Notebook dump #1 (The Brandon Book Crisis)

A note in case anyone ever actually comes across this post again: I later learned about Tao Lins acknowledged, arguably abusive relationship with a much younger person. I've left up posts about him on this blog because I don't want to erase my support of him in the past, but I've removed links to his work so as not to provide continued support now.

Self-billed as a ‘thriller movie about photoshop,’ The Brandon Book Crisis actually consists of 140 pages of g-mail chats, e-mails, text messages, and other material relating to the printing of Brandon Gorrell’s Book by Tao Lin’s Muumuu House Press.

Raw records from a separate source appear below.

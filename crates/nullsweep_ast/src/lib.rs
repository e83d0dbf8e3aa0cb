//! # nullsweep_ast
//!
//! Concrete syntax tree for nullsweep, built on rowan.
//!
//! The tree is lossless: every byte of the source, whitespace and comments
//! included, is owned by some token, so printing a tree reproduces its
//! source exactly.
//!
//! ## Architecture
//!
//! - **Green layer** ([`GreenNode`], [`GreenToken`]): rowan's immutable,
//!   shared storage nodes. They know their kind, children and width, but
//!   not their position or parent.
//! - **Red layer** ([`SyntaxNode`], [`SyntaxToken`]): rowan cursors created
//!   on demand over a green root, with parent links and absolute offsets.
//! - **Versions** ([`SyntaxTree`]): a green root with a fresh [`TreeId`], so
//!   a [`NodeId`] taken from an older version is detected as stale, plus the
//!   list of nodes marked with [`Annotations`] by the edit that produced it.
//! - **Editing** ([`SyntaxEditor`]): replacements are collected against one
//!   tree version and committed into a new tree. Untouched green subtrees
//!   are shared between the old and the new tree.
//!
//! ## Example
//!
//! ```rust
//! use nullsweep_ast::factory::{node, token};
//! use nullsweep_ast::{SyntaxKind, SyntaxTree};
//!
//! let literal = node(
//!     SyntaxKind::LiteralExpression,
//!     [token(SyntaxKind::Keyword, "null").into()],
//! );
//! let tree = SyntaxTree::new(literal);
//!
//! assert_eq!(tree.text(), "null");
//! assert_eq!(tree.root().kind(), SyntaxKind::LiteralExpression);
//! ```

mod annotation;
mod editor;
pub mod factory;
mod kind;
mod language;
pub mod nodes;
mod span;
mod tree;
pub mod visitor;

pub use annotation::Annotations;
pub use editor::{EditError, SyntaxEditor};
pub use kind::SyntaxKind;
pub use language::{CSharpLanguage, SyntaxElement, SyntaxNode, SyntaxNodeChildren, SyntaxToken};
pub use span::{LineIndex, Location, Position, Span};
pub use tree::{NodeId, SyntaxTree, TreeId};

pub use rowan::ast::AstNode;
pub use rowan::{GreenNode, GreenToken, NodeOrToken, TextRange, TextSize};

/// A green child: a node or a token.
pub type GreenElement = NodeOrToken<GreenNode, GreenToken>;

// Re-export commonly used visitor items for convenience
pub use visitor::{VisitResult, Visitor};
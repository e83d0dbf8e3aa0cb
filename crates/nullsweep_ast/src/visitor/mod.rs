//! Visitor pattern for syntax tree traversal.
//!
//! # Overview
//!
//! - [`Visitor`] - Read-only traversal trait
//! - [`walk_node`] - Dispatch function for kind-specific visitors
//! - [`walk_children`] - Traverse all children of a node
//!
//! # Examples
//!
//! ## Counting Suppressions
//!
//! ```rust
//! use nullsweep_ast::factory::{node, token};
//! use nullsweep_ast::{SyntaxKind, SyntaxNode, SyntaxTree};
//! use nullsweep_ast::visitor::{Visitor, VisitResult, walk_children, walk_node};
//!
//! struct SuppressionCounter {
//!     count: usize,
//! }
//!
//! impl Visitor for SuppressionCounter {
//!     fn visit_postfix_unary_expression(&mut self, node: &SyntaxNode) -> VisitResult {
//!         self.count += 1;
//!         walk_children(self, node)
//!     }
//! }
//!
//! let literal = node(
//!     SyntaxKind::LiteralExpression,
//!     [token(SyntaxKind::Keyword, "null").into()],
//! );
//! let suppression = node(
//!     SyntaxKind::PostfixUnaryExpression,
//!     [literal.into(), token(SyntaxKind::Exclamation, "!").into()],
//! );
//! let tree = SyntaxTree::new(suppression);
//!
//! let mut counter = SuppressionCounter { count: 0 };
//! assert!(walk_node(&mut counter, &tree.root()).is_continue());
//! assert_eq!(counter.count, 1);
//! ```
//!
//! ## Early Termination
//!
//! ```rust
//! use std::ops::ControlFlow;
//! use nullsweep_ast::SyntaxNode;
//! use nullsweep_ast::visitor::{Visitor, VisitResult};
//!
//! struct FirstMethodFinder {
//!     found: Option<SyntaxNode>,
//! }
//!
//! impl Visitor for FirstMethodFinder {
//!     fn visit_method_declaration(&mut self, node: &SyntaxNode) -> VisitResult {
//!         self.found = Some(node.clone());
//!         ControlFlow::Break(()) // Stop traversal
//!     }
//! }
//! ```

mod visit;
mod walk;

pub use visit::{VisitResult, Visitor};
pub use walk::{walk_children, walk_node};
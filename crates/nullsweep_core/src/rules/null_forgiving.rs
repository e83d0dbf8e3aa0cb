//! Detection of the null-forgiving operator (`value!`).

use nullsweep_ast::nodes::PostfixUnaryExpression;
use nullsweep_ast::{AstNode, Span, SyntaxKind, SyntaxNode};

use crate::analyzer::{Analyzer, NodeContext};
use crate::{Diagnostic, DiagnosticDescriptor, Severity};

pub const NULL_FORGIVING: DiagnosticDescriptor = DiagnosticDescriptor {
    id: "TZ001",
    title: "Null-Forgiving Operator Usage",
    message_format: "Avoid using the null-forgiving operator (!) as it can lead to null reference exceptions.",
    description: "The null-forgiving operator suppresses nullability warnings, which can lead to runtime exceptions.",
    category: "Safety",
    default_severity: Severity::Error,
    enabled_by_default: true,
};

/// Reports every postfix `!`.
///
/// Prefix `!flag` and `a != b` are different node and token kinds and are
/// never reported.
#[derive(Debug, Clone, Copy, Default)]
pub struct NullForgivingAnalyzer;

impl NullForgivingAnalyzer {
    pub fn new() -> Self {
        Self
    }

    /// Returns a diagnostic anchored at `node` if it is a null-forgiving
    /// expression.
    pub fn analyze(&self, node: &SyntaxNode) -> Option<Diagnostic> {
        let expression = PostfixUnaryExpression::cast(node.clone())?;
        if !expression.is_null_forgiving() {
            return None;
        }
        let span = Span::from(node.text_range());
        Some(
            Diagnostic::from_descriptor(&NULL_FORGIVING, span)
                .with_argument(node.text().to_string()),
        )
    }
}

impl Analyzer for NullForgivingAnalyzer {
    fn supported_diagnostics(&self) -> &[DiagnosticDescriptor] {
        std::slice::from_ref(&NULL_FORGIVING)
    }

    fn node_kinds(&self) -> &[SyntaxKind] {
        &[SyntaxKind::PostfixUnaryExpression]
    }

    fn analyze_node(&self, ctx: &mut NodeContext) {
        if let Some(diagnostic) = self.analyze(ctx.node()) {
            ctx.report(diagnostic);
        }
    }
}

A bizarrely self-indulgent project, but also a showcase for Tao Lin’s gift for presentation, recontextualization, & timely self-exposure. From the cover—which duplicates the troublesome .psd file at the book that drives the book’s plot—to the climatic chat in which Lin & Gorrell plan out the entirety of the book itself, it’s a small gem of self-reflexive artifice. & yet its also painfully artless, an internet-age diary in which the most shocking secrets revealed are bits of data, [coordinating points in an information network]—e-mail addresses, phone #’s, user names & passwords—▼rather than personal markers.

It’s strange Lin & Gorrell’s affected pseudostupidity, their perversely proscribed vocabulary of ‘bro’ & ‘sweet’ & Wu Tang lyrics, does begin to grate after a while. Yet it’s also strangely, beguilingly intimate, watching the amateurish fumbling that goes on behind the slickly designed world of Tao Lin Inc—and of course let you into that world is the latest stroke in Lin’s masterful Warholian self-creation. The book is a limited edition of 150 (was it ever likely to sell more?) so that you can feel a little bit more cozily included—but self-aware enough even to mock this in with an index/glossary that levels all notions of ingroup/outgroup, glossing terms & names from the impossibly obscure (Muumuu House interns & Tao Lin’s anonymous blog commenters) to the ludicrously commonplace (facebook, Twitter, & “Jesus,’ helpfully defined as ‘a colloquialism indicating awe’). In an indie scene that exists largely on blogs, everyone is as in as they are out—everything is publically universally available & nothing is universally shared.

This weird little injoke is likely to be forgotten in the history of lit, even if Tao Lin & Brandon Gorrell are not. Yet in its own way it’s a masterpeice of the slight—or the sleight—a flick of the right mouse button that turns real conversation into reflexive commentary, totally fucking the boundaries between artifice & sincerity, public & private, narrative & annecdote, genius & just goofing off around.

If you look up ‘insouciant’ in the Free Online Dictionary there’s a link to Tao Lin’s profile picture.